Fidelity Investments, Boston, unveiled an index version of its active Fidelity Freedom series in late 2009. By the end of 2011, Fidelity Freedom Index ranked third on Morningstar's list of passive target-date fund providers with $3.2 billion in assets.
“We look at trends in the industry and appreciate some clients specifically want a passive strategy,” said Susan Powers, Fidelity's senior vice president of investment consulting, explaining why the firm offers a passively managed target-date series. “We want an array of products to satisfy the broad needs of our clients.”
As of June 30, the Fidelity Freedom Index target-date funds had $4.7 billion in assets, while the actively managed Fidelity Freedom series had $125.5 billion. The firm also offers the actively managed Fidelity Freedom Advisor target-date series, which had assets of $15.3 billion.
John Hancock Financial Services, Boston, launched its John Hancock Retirement Choice series of passive target-date portfolios in April 2010, and it ranked fourth in Morningstar's list with $1.2 billion in assets at the end of 2011.
Initially, the series had equity index funds and passive fixed-income exchange-traded funds. Last April, the company replaced the equity component with a strategic equity allocation fund of stocks that replicate several indexes, said Steven Medina, senior managing director and head of global asset allocation for John Hancock Asset Management in Boston.

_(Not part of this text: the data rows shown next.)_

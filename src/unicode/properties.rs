use std::{collections::HashSet, cell::OnceCell};

use once_cell::sync::Lazy;

use crate::ecma_versions::EcmaVersion;

#[derive(Clone, Debug)]
struct DataSet {
    _raw2018: &'static str,
    _raw2019: &'static str,
    _raw2020: &'static str,
    _raw2021: &'static str,
    _raw2022: &'static str,
    _raw2023: &'static str,
    _raw2024: &'static str,
    _set2018: OnceCell<HashSet<&'static str>>,
    _set2019: OnceCell<HashSet<&'static str>>,
    _set2020: OnceCell<HashSet<&'static str>>,
    _set2021: OnceCell<HashSet<&'static str>>,
    _set2022: OnceCell<HashSet<&'static str>>,
    _set2023: OnceCell<HashSet<&'static str>>,
    _set2024: OnceCell<HashSet<&'static str>>,
}

impl DataSet {
    pub fn new(
        raw2018: &'static str,
        raw2019: &'static str,
        raw2020: &'static str,
        raw2021: &'static str,
        raw2022: &'static str,
        raw2023: &'static str,
        raw2024: &'static str,
    ) -> Self {
        Self {
            _raw2018: raw2018,
            _raw2019: raw2019,
            _raw2020: raw2020,
            _raw2021: raw2021,
            _raw2022: raw2022,
            _raw2023: raw2023,
            _raw2024: raw2024,
            _set2018: Default::default(),
            _set2019: Default::default(),
            _set2020: Default::default(),
            _set2021: Default::default(),
            _set2022: Default::default(),
            _set2023: Default::default(),
            _set2024: Default::default(),
        }
    }

    pub fn es2018(&self) -> &HashSet<&'static str> {
        self._set2018.get_or_init(|| {
            self._raw2018.split(' ').collect()
        })
    }

    pub fn es2019(&self) -> &HashSet<&'static str> {
        self._set2019.get_or_init(|| {
            self._raw2019.split(' ').collect()
        })
    }

    pub fn es2020(&self) -> &HashSet<&'static str> {
        self._set2020.get_or_init(|| {
            self._raw2020.split(' ').collect()
        })
    }

    pub fn es2021(&self) -> &HashSet<&'static str> {
        self._set2021.get_or_init(|| {
            self._raw2021.split(' ').collect()
        })
    }

    pub fn es2022(&self) -> &HashSet<&'static str> {
        self._set2022.get_or_init(|| {
            self._raw2022.split(' ').collect()
        })
    }

    pub fn es2023(&self) -> &HashSet<&'static str> {
        self._set2023.get_or_init(|| {
            self._raw2023.split(' ').collect()
        })
    }

    pub fn es2024(&self) -> &HashSet<&'static str> {
        self._set2024.get_or_init(|| {
            self._raw2024.split(' ').collect()
        })
    }
}

static GC_NAME_SET: Lazy<HashSet<&'static str>> = Lazy::new(|| {
    ["General_Category", "gc"].into_iter().collect()
});

static SC_NAME_SET: Lazy<HashSet<&'static str>> = Lazy::new(|| {
    ["Script", "Script_Extensions", "sc", "scx"].into_iter().collect()
});

thread_local! {
    static GC_VALUE_SETS: once_cell::unsync::Lazy<DataSet> = once_cell::unsync::Lazy::new(|| {
        DataSet::new(
            "C Cased_Letter Cc Cf Close_Punctuation Cn Co Combining_Mark Connector_Punctuation Control Cs Currency_Symbol Dash_Punctuation Decimal_Number Enclosing_Mark Final_Punctuation Format Initial_Punctuation L LC Letter Letter_Number Line_Separator Ll Lm Lo Lowercase_Letter Lt Lu M Mark Math_Symbol Mc Me Mn Modifier_Letter Modifier_Symbol N Nd Nl No Nonspacing_Mark Number Open_Punctuation Other Other_Letter Other_Number Other_Punctuation Other_Symbol P Paragraph_Separator Pc Pd Pe Pf Pi Po Private_Use Ps Punctuation S Sc Separator Sk Sm So Space_Separator Spacing_Mark Surrogate Symbol Titlecase_Letter Unassigned Uppercase_Letter Z Zl Zp Zs cntrl digit punct",
            "",
            "",
            "",
            "",
            "",
            "",
        )
    });

    static SC_VALUE_SETS: once_cell::unsync::Lazy<DataSet> = once_cell::unsync::Lazy::new(|| {
        DataSet::new(
            "Adlam Adlm Aghb Ahom Anatolian_Hieroglyphs Arab Arabic Armenian Armi Armn Avestan Avst Bali Balinese Bamu Bamum Bass Bassa_Vah Batak Batk Beng Bengali Bhaiksuki Bhks Bopo Bopomofo Brah Brahmi Brai Braille Bugi Buginese Buhd Buhid Cakm Canadian_Aboriginal Cans Cari Carian Caucasian_Albanian Chakma Cham Cher Cherokee Common Copt Coptic Cprt Cuneiform Cypriot Cyrillic Cyrl Deseret Deva Devanagari Dsrt Dupl Duployan Egyp Egyptian_Hieroglyphs Elba Elbasan Ethi Ethiopic Geor Georgian Glag Glagolitic Gonm Goth Gothic Gran Grantha Greek Grek Gujarati Gujr Gurmukhi Guru Han Hang Hangul Hani Hano Hanunoo Hatr Hatran Hebr Hebrew Hira Hiragana Hluw Hmng Hung Imperial_Aramaic Inherited Inscriptional_Pahlavi Inscriptional_Parthian Ital Java Javanese Kaithi Kali Kana Kannada Katakana Kayah_Li Khar Kharoshthi Khmer Khmr Khoj Khojki Khudawadi Knda Kthi Lana Lao Laoo Latin Latn Lepc Lepcha Limb Limbu Lina Linb Linear_A Linear_B Lisu Lyci Lycian Lydi Lydian Mahajani Mahj Malayalam Mand Mandaic Mani Manichaean Marc Marchen Masaram_Gondi Meetei_Mayek Mend Mende_Kikakui Merc Mero Meroitic_Cursive Meroitic_Hieroglyphs Miao Mlym Modi Mong Mongolian Mro Mroo Mtei Mult Multani Myanmar Mymr Nabataean Narb Nbat New_Tai_Lue Newa Nko Nkoo Nshu Nushu Ogam Ogham Ol_Chiki Olck Old_Hungarian Old_Italic Old_North_Arabian Old_Permic Old_Persian Old_South_Arabian Old_Turkic Oriya Orkh Orya Osage Osge Osma Osmanya Pahawh_Hmong Palm Palmyrene Pau_Cin_Hau Pauc Perm Phag Phags_Pa Phli Phlp Phnx Phoenician Plrd Prti Psalter_Pahlavi Qaac Qaai Rejang Rjng Runic Runr Samaritan Samr Sarb Saur Saurashtra Sgnw Sharada Shavian Shaw Shrd Sidd Siddham SignWriting Sind Sinh Sinhala Sora Sora_Sompeng Soyo Soyombo Sund Sundanese Sylo Syloti_Nagri Syrc Syriac Tagalog Tagb Tagbanwa Tai_Le Tai_Tham Tai_Viet Takr Takri Tale Talu Tamil Taml Tang Tangut Tavt Telu Telugu Tfng Tglg Thaa Thaana Thai Tibetan Tibt Tifinagh Tirh Tirhuta Ugar Ugaritic Vai Vaii Wara Warang_Citi Xpeo Xsux Yi Yiii Zanabazar_Square Zanb Zinh Zyyy",
            "Dogr Dogra Gong Gunjala_Gondi Hanifi_Rohingya Maka Makasar Medefaidrin Medf Old_Sogdian Rohg Sogd Sogdian Sogo",
            "Elym Elymaic Hmnp Nand Nandinagari Nyiakeng_Puachue_Hmong Wancho Wcho",
            "Chorasmian Chrs Diak Dives_Akuru Khitan_Small_Script Kits Yezi Yezidi",
            "Cpmn Cypro_Minoan Old_Uyghur Ougr Tangsa Tnsa Toto Vith Vithkuqi",
            "Hrkt Katakana_Or_Hiragana Kawi Nag_Mundari Nagm Unknown Zzzz",
            "",
        )
    });

    static BIN_PROPERTY_SETS: once_cell::unsync::Lazy<DataSet> = once_cell::unsync::Lazy::new(|| {
        DataSet::new(
            "AHex ASCII ASCII_Hex_Digit Alpha Alphabetic Any Assigned Bidi_C Bidi_Control Bidi_M Bidi_Mirrored CI CWCF CWCM CWKCF CWL CWT CWU Case_Ignorable Cased Changes_When_Casefolded Changes_When_Casemapped Changes_When_Lowercased Changes_When_NFKC_Casefolded Changes_When_Titlecased Changes_When_Uppercased DI Dash Default_Ignorable_Code_Point Dep Deprecated Dia Diacritic Emoji Emoji_Component Emoji_Modifier Emoji_Modifier_Base Emoji_Presentation Ext Extender Gr_Base Gr_Ext Grapheme_Base Grapheme_Extend Hex Hex_Digit IDC IDS IDSB IDST IDS_Binary_Operator IDS_Trinary_Operator ID_Continue ID_Start Ideo Ideographic Join_C Join_Control LOE Logical_Order_Exception Lower Lowercase Math NChar Noncharacter_Code_Point Pat_Syn Pat_WS Pattern_Syntax Pattern_White_Space QMark Quotation_Mark RI Radical Regional_Indicator SD STerm Sentence_Terminal Soft_Dotted Term Terminal_Punctuation UIdeo Unified_Ideograph Upper Uppercase VS Variation_Selector White_Space XIDC XIDS XID_Continue XID_Start space",
            "Extended_Pictographic",
            "",
            "EBase EComp EMod EPres ExtPict",
            "",
            "",
            "",
        )
    });

    static BIN_PROPERTY_OF_STRINGS_SETS: once_cell::unsync::Lazy<DataSet> = once_cell::unsync::Lazy::new(|| {
        DataSet::new(
            "",
            "",
            "",
            "",
            "",
            "",
            "Basic_Emoji Emoji_Keycap_Sequence RGI_Emoji RGI_Emoji_Flag_Sequence RGI_Emoji_Modifier_Sequence RGI_Emoji_Tag_Sequence RGI_Emoji_ZWJ_Sequence",
        )
    });
}

pub fn is_valid_unicode_property(
    version: EcmaVersion,
    name: &str,
    value: &str,
) -> bool {
    if GC_NAME_SET.contains(name) {
        return version >= EcmaVersion::_2018 &&
            GC_VALUE_SETS.with(|gc_value_sets| gc_value_sets.es2018().contains(value));
    }
    if SC_NAME_SET.contains(name) {
        return SC_VALUE_SETS.with(|sc_value_sets| {
            version >= EcmaVersion::_2018 && sc_value_sets.es2018().contains(value) ||
            version >= EcmaVersion::_2019 && sc_value_sets.es2019().contains(value) ||
            version >= EcmaVersion::_2020 && sc_value_sets.es2020().contains(value) ||
            version >= EcmaVersion::_2021 && sc_value_sets.es2021().contains(value) ||
            version >= EcmaVersion::_2022 && sc_value_sets.es2022().contains(value) ||
            version >= EcmaVersion::_2023 && sc_value_sets.es2023().contains(value)
        });
    }
    false
}

pub fn is_valid_lone_unicode_property(
    version: EcmaVersion,
    value: &str,
) -> bool {
    BIN_PROPERTY_SETS.with(|bin_property_sets| {
        version >= EcmaVersion::_2018 && bin_property_sets.es2018().contains(value) ||
        version >= EcmaVersion::_2019 && bin_property_sets.es2019().contains(value) ||
        version >= EcmaVersion::_2021 && bin_property_sets.es2021().contains(value)
    })
}

pub fn is_valid_lone_unicode_property_of_string(
    version: EcmaVersion,
    value: &str,
) -> bool {
    BIN_PROPERTY_OF_STRINGS_SETS.with(|bin_property_of_strings_sets| {
        version >= EcmaVersion::_2024 && bin_property_of_strings_sets.es2024().contains(value)
    })
}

The asset allocation is actively managed to permit “a more precise expression (of the fund managers') views and forecasts,” Mr. Medina said. For example, managers can “target a certain weight for a foreign country rather than for the entire foreign equities class,” he said.
John Hancock offered its first target-date series in October 2006, now called John Hancock Retirement Living, in which the majority of underlying investments is actively managed.
Hancock is seeing more money flowing into its passive target-date series than into the original series. One reason is price: The expense ratio for the new funds is about 18 basis points cheaper.
As of June 30, the original target-date series had more than $5.5 billion in assets while the passive series had more than $2 billion, Mr. Medina said. Year to date, the inflows for the passive series “are well over double” those of the original series, he said.
BlackRock (BLK) Inc. (BLK), New York, began offering LifePath Index, its passive target-date mutual fund series, in May 2011. LifePath Index had assets of $910 million as of Aug. 31, 2012. The company's actively managed LifePath target-date series, introduced in March 1994, had assets of $8 billion as of Aug. 31.
Chip Castille, managing director and head of the U.S. and Canada defined contribution group, said he expects greater growth as executives at more small and midsize plans follow the lead of larger plans by adding passively managed target-date funds.
Another recent entrant to the passive market is Lincoln National Corp., Radnor, Pa., which introduced its Presidential Protected Profile target-date series in November 2011. The series had assets of $21 million as of Aug. 31, said David Weiss, vice president of the company's Lincoln Investment Advisors subsidiary in Concord, N.H.
Lincoln uses exchange-traded funds for its target-date series which is available in institutional and retail shares. Mr. Weiss said the company chose the ETF approach because clients and potential clients are focusing on fees and expressing a greater interest in ETFs. “I can gain access to asset classes efficiently” by using ETFs, Mr. Weiss added. “It's easier for me to develop a portfolio.”